The activity of RNase H1 is influenced by RNA sequence and RNA modifications
As the event actually being evaluated is, in fact, the cleavage of RNA by RNase H1, it is essential to understand the enzymology and interactome of the enzyme. Fortunately, a great deal is known about the structure, enzymological properties, and interactome of RNase H1.5–9 Since the number of cleavage sites and rates of site-specific cleavage by RNase H1 are affected by the sequence of the hetero-duplex formed by the PS gapmer-ASO and the RNA, it quite difficult to predict the likelihood of cleavage or the rate of cleavage at any site in a target or off-target RNA. Further, the most common RNA modification, 2′methoxy, prevents H1 cleavage at the nucleotide so modified and reduces or ablates cleavages at nearby sites; assessing the impact of a mismatch or bulge is challenging unless one understands the sites of cleavage in the target sequence and the nucleotides that are modified in some way.
Given the above challenges, I would encourage caution in drawing conclusions about how different mismatches, bulges, etc. may contribute to off-target cleavage. Certainly, I would not limit thinking to the RNA-ASO structure without considering the characteristics of RNase H1.
Additional Suggestions
I would group that suggestions under the concept of taking advantage of all that is known and the many tools created.

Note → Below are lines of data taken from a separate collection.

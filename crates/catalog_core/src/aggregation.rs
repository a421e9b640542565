//! crates/catalog_core/src/aggregation.rs
//!
//! Multi-source search. One query fans out to the home catalog and every partner
//! catalog at once; whatever comes back is projected, tagged with its origin and
//! concatenated in configuration order.

use crate::domain::Book;
use crate::ports::{CatalogStore, ExternalBookSource, PortError, PortResult};
use crate::projection::BookView;
use futures::future::join_all;
use serde::Serialize;
use std::collections::BTreeMap;
use std::sync::Arc;
use tracing::{error, info, warn};
use utoipa::ToSchema;

/// Origin name that always routes to the home catalog.
pub const INTERNAL_ORIGIN: &str = "interno";

/// Per-source result counts of one aggregated search.
#[derive(Debug, Clone, Default, PartialEq, Eq, Serialize, ToSchema)]
pub struct SearchStats {
    #[serde(rename = "internos")]
    pub internal: usize,
    /// Count per partner key.
    #[serde(rename = "externos")]
    pub external: BTreeMap<String, usize>,
    pub total: usize,
}

#[derive(Debug, Clone)]
pub struct SearchResults {
    pub books: Vec<BookView>,
    pub stats: SearchStats,
}

/// Combines the home catalog with the configured partner catalogs.
pub struct AggregationService {
    catalog: Arc<dyn CatalogStore>,
    sources: Vec<Arc<dyn ExternalBookSource>>,
    home_label: String,
}

impl AggregationService {
    /// `sources` order is the order partner results appear in every response.
    pub fn new(
        catalog: Arc<dyn CatalogStore>,
        sources: Vec<Arc<dyn ExternalBookSource>>,
        home_label: impl Into<String>,
    ) -> Self {
        Self {
            catalog,
            sources,
            home_label: home_label.into(),
        }
    }

    /// Name of the institution that owns the internal catalog.
    pub fn home_label(&self) -> &str {
        &self.home_label
    }

    pub fn sources(&self) -> &[Arc<dyn ExternalBookSource>] {
        &self.sources
    }

    /// Searches every source by title; an empty query lists everything.
    ///
    /// Partner failures only shrink the result. The call fails only when the
    /// home catalog reports a backend fault and no partner task completed.
    pub async fn search(&self, query: &str) -> PortResult<SearchResults> {
        let query = query.trim().to_string();

        // Every lookup is spawned before anything is awaited.
        let internal_task = {
            let catalog = Arc::clone(&self.catalog);
            let query = query.clone();
            tokio::spawn(async move {
                if query.is_empty() {
                    catalog.list_all().await
                } else {
                    catalog.search_by_title(&query).await
                }
            })
        };
        let external_tasks: Vec<_> = self
            .sources
            .iter()
            .map(|source| {
                let source = Arc::clone(source);
                let query = query.clone();
                tokio::spawn(async move { source.search_by_title(&query).await })
            })
            .collect();

        let (internal_outcome, external_outcomes) =
            futures::join!(internal_task, join_all(external_tasks));

        let internal_books: Option<Vec<Book>> = match internal_outcome {
            Ok(Ok(books)) => Some(books),
            Ok(Err(e)) => {
                error!(error = %e, "Internal catalog search failed");
                None
            }
            Err(e) => {
                error!(error = %e, "Internal catalog task aborted");
                None
            }
        };

        let mut stats = SearchStats::default();
        let mut books = Vec::new();

        if let Some(internal) = &internal_books {
            stats.internal = internal.len();
            books.extend(
                internal
                    .iter()
                    .cloned()
                    .map(|book| BookView::from_internal(book, &self.home_label)),
            );
        }

        let mut completed_sources = 0;
        for (source, outcome) in self.sources.iter().zip(external_outcomes) {
            let count = match outcome {
                Ok(found) => {
                    completed_sources += 1;
                    let count = found.len();
                    books.extend(
                        found
                            .into_iter()
                            .map(|book| BookView::from_external(book, source.label())),
                    );
                    count
                }
                Err(e) => {
                    warn!(source = source.key(), error = %e, "Partner search task failed, skipping");
                    0
                }
            };
            *stats.external.entry(source.key().to_string()).or_insert(0) += count;
        }

        if internal_books.is_none() && completed_sources == 0 {
            return Err(PortError::Unexpected(
                "No catalog source could be searched".to_string(),
            ));
        }

        stats.total = books.len();
        info!(
            query = %query,
            internal = stats.internal,
            total = stats.total,
            "Aggregated search completed"
        );
        Ok(SearchResults { books, stats })
    }

    /// Looks up one book by its source-local id and the name of its owner.
    ///
    /// `origin` is `interno`, the home institution's label, or a partner's key,
    /// label or alias (all compared ignoring case).
    pub async fn find_book(&self, id: &str, origin: &str) -> PortResult<BookView> {
        let origin = origin.trim();
        if origin.eq_ignore_ascii_case(INTERNAL_ORIGIN)
            || origin.to_lowercase() == self.home_label.to_lowercase()
        {
            let book = self
                .catalog
                .get_by_id(id)
                .await?
                .ok_or_else(|| PortError::NotFound(format!("Book {} not found", id)))?;
            return Ok(BookView::from_internal(book, &self.home_label));
        }

        let source = self
            .sources
            .iter()
            .find(|source| source.answers_to(origin))
            .ok_or_else(|| PortError::UnknownOrigin(origin.to_string()))?;

        let book = source.get_by_id(id).await.ok_or_else(|| {
            PortError::NotFound(format!("Book {} not found in {}", id, source.label()))
        })?;
        Ok(BookView::from_external(book, source.label()))
    }
}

Fortunately, site-directed mutagenesis of RNase H1 has already created a group of well-characterized mutant RNase H1s, overexpression vectors, an understanding of the interactome and the effects of certain members of the RNase H1 interactome on RNase H1 activity, and viable RNase H1 knockout mice, and it is known that RNase H1 levels are rate- and effect-limiting with regard to PS gapmer ASO-induced-reduction of RNAs. 10 Unfortunately, it has been quite difficult to establish viable RNase H1 knock-out cell lines.5,11
To confirm that a transcript that is reduced is secondary to hybridization-based off-target effects, one could use one of the inducible systems to overexpress RNase H1. If the transcript is, in fact, reduced by hybridization-based off-target effects, the IC50 should be reduced and the maximum reduction increased. Alternatively, one could overexpress a catalytically disabled RNase H1, which should act as a dominant negative and reduce effects on the putative off-target. One could also reduce either NAT10 or DDX21 as both are known to enhance RNase H1 cleavage. Reduction of either should lower the effects of the ASO if the effects of the putative hybridization-based off-target are, in fact, the cause of the transcriptomic change. 8
Conclusions
I fully agree with the authors that advancing our understanding of the risks of hybridization based off-target reduction and characterizing the factors that alter the potential for these off-target effects is an important exercise. Though the Damle et al. article is a step in the right direction, much more work is needed to achieve this goal. Fortunately, the knowledge and tools exist to thoroughly answer this important question.
Footnotes
Author Disclosure Statement
S.T.C. is the founder, chairman, and CEO of n-Lorem Foundation, a nonprofit foundation devoted to meeting the needs of nano-rare patients. S.T.C. holds founder stock in Ionis Pharmaceuticals.
Funding Information
No funding was received for this article.